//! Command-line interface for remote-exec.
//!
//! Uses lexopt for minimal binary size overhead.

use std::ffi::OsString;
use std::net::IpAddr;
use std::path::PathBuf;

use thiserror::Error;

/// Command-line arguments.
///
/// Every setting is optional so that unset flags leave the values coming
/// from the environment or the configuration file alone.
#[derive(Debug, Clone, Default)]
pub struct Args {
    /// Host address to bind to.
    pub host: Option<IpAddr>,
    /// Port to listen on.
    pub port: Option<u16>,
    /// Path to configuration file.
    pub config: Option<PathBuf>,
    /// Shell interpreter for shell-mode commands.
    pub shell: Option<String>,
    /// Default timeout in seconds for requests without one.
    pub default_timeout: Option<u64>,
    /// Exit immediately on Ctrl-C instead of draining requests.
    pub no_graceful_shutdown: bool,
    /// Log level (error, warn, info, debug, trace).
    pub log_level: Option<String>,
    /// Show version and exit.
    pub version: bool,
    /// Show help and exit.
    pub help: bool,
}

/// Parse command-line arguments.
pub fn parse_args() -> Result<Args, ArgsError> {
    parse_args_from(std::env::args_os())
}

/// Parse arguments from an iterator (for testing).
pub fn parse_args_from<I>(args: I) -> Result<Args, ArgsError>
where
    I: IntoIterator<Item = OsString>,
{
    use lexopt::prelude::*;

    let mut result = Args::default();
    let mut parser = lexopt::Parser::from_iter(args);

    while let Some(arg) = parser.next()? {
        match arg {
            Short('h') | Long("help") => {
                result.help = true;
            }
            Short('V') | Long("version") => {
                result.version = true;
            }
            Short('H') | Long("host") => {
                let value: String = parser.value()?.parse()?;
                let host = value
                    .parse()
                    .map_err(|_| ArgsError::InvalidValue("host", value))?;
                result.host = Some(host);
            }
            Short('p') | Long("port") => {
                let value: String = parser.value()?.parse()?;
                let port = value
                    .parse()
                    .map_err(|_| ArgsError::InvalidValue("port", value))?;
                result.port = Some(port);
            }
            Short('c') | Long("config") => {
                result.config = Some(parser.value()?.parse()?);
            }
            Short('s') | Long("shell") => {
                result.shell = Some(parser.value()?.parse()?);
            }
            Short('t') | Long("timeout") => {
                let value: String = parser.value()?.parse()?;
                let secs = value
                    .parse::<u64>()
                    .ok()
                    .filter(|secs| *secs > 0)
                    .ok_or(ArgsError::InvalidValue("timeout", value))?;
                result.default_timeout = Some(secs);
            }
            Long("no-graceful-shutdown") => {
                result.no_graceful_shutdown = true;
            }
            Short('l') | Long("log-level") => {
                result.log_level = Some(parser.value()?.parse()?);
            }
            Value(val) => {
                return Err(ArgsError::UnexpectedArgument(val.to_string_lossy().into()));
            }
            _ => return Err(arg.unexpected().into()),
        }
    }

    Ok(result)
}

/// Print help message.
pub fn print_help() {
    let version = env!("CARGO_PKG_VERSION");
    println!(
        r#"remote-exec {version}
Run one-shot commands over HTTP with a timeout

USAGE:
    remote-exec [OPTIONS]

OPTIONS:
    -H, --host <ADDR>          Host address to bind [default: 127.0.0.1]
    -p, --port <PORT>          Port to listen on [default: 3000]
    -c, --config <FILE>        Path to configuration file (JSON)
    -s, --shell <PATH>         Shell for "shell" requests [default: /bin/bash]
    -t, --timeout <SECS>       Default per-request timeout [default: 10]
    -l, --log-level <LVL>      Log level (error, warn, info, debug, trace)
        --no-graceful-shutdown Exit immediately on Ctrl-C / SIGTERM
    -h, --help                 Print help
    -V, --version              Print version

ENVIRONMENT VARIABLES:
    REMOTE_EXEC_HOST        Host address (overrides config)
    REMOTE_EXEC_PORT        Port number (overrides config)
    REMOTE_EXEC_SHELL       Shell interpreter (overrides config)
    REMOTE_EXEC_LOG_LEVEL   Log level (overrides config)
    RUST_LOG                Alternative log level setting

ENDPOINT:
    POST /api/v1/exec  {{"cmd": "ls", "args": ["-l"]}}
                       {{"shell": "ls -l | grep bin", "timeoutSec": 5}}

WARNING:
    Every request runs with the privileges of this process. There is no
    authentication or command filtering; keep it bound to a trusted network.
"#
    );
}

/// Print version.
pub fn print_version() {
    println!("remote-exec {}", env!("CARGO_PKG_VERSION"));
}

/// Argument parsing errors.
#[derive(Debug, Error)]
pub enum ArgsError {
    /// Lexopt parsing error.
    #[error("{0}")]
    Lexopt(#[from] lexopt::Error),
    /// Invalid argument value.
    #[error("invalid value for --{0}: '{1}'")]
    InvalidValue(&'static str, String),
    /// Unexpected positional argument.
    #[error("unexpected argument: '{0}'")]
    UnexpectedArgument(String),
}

+++

_What is expected:_
Would you set down exactly the lines from the line with "#[derive(Debug, Error)]" through the last one in the material?

_Response below:_
#[derive(Debug, Error)]
pub enum ArgsError {
    /// Lexopt parsing error.
    #[error("{0}")]
    Lexopt(#[from] lexopt::Error),
    /// Invalid argument value.
    #[error("invalid value for --{0}: '{1}'")]
    InvalidValue(&'static str, String),
    /// Unexpected positional argument.
    #[error("unexpected argument: '{0}'")]
    UnexpectedArgument(String),
}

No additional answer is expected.